▸ **EXERCISE REQUIREMENTS**
Report only how many lines of the records contain the word "String".

--------------------------------

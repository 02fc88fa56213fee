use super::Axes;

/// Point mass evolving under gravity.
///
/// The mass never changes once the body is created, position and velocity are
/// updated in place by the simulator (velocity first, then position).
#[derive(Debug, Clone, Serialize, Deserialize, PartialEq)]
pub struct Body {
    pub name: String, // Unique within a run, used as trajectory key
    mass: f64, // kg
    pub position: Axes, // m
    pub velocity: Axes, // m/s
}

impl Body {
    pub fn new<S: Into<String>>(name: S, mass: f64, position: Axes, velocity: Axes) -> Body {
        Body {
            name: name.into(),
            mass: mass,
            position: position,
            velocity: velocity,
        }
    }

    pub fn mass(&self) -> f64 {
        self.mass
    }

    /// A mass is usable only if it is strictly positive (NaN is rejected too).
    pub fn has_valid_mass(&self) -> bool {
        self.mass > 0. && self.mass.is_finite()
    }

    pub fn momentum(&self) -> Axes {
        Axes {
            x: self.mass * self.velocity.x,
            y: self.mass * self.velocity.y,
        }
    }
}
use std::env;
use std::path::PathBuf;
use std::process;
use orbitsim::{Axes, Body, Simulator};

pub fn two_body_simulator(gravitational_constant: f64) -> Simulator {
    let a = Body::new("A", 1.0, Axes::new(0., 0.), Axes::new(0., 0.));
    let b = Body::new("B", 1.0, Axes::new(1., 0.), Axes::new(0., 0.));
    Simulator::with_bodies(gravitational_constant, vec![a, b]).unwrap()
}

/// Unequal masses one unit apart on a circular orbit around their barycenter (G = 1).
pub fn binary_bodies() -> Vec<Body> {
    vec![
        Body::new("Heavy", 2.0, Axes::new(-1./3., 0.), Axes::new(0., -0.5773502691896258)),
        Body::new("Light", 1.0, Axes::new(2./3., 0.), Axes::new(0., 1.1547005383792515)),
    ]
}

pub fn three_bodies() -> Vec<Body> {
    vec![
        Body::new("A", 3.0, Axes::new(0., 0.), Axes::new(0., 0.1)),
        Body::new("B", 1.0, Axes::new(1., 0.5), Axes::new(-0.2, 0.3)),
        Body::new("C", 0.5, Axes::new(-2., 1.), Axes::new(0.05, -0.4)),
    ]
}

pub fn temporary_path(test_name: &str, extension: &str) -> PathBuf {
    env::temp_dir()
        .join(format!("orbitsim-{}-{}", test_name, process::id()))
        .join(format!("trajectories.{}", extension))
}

--------------------------------

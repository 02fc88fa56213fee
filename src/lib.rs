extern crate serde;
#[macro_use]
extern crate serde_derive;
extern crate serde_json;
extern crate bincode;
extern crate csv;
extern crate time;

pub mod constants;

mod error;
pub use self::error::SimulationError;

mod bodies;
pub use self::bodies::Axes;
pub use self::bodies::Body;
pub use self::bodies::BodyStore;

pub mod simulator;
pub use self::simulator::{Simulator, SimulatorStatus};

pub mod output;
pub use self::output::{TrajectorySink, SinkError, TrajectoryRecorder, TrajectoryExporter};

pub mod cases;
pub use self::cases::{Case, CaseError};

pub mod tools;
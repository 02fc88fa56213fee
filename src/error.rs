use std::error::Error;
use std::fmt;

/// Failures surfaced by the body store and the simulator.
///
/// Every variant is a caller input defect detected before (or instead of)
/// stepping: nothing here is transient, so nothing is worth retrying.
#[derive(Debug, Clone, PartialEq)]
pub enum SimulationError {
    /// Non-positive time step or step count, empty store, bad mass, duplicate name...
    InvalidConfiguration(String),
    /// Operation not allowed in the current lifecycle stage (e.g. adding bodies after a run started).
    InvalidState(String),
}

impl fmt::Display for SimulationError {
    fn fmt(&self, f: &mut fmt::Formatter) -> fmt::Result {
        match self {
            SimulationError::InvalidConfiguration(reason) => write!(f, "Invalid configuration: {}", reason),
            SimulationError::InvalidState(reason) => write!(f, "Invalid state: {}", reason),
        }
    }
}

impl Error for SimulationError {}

--------------------------------

▸ **SOLUTION FOR THIS EXERCISE**
4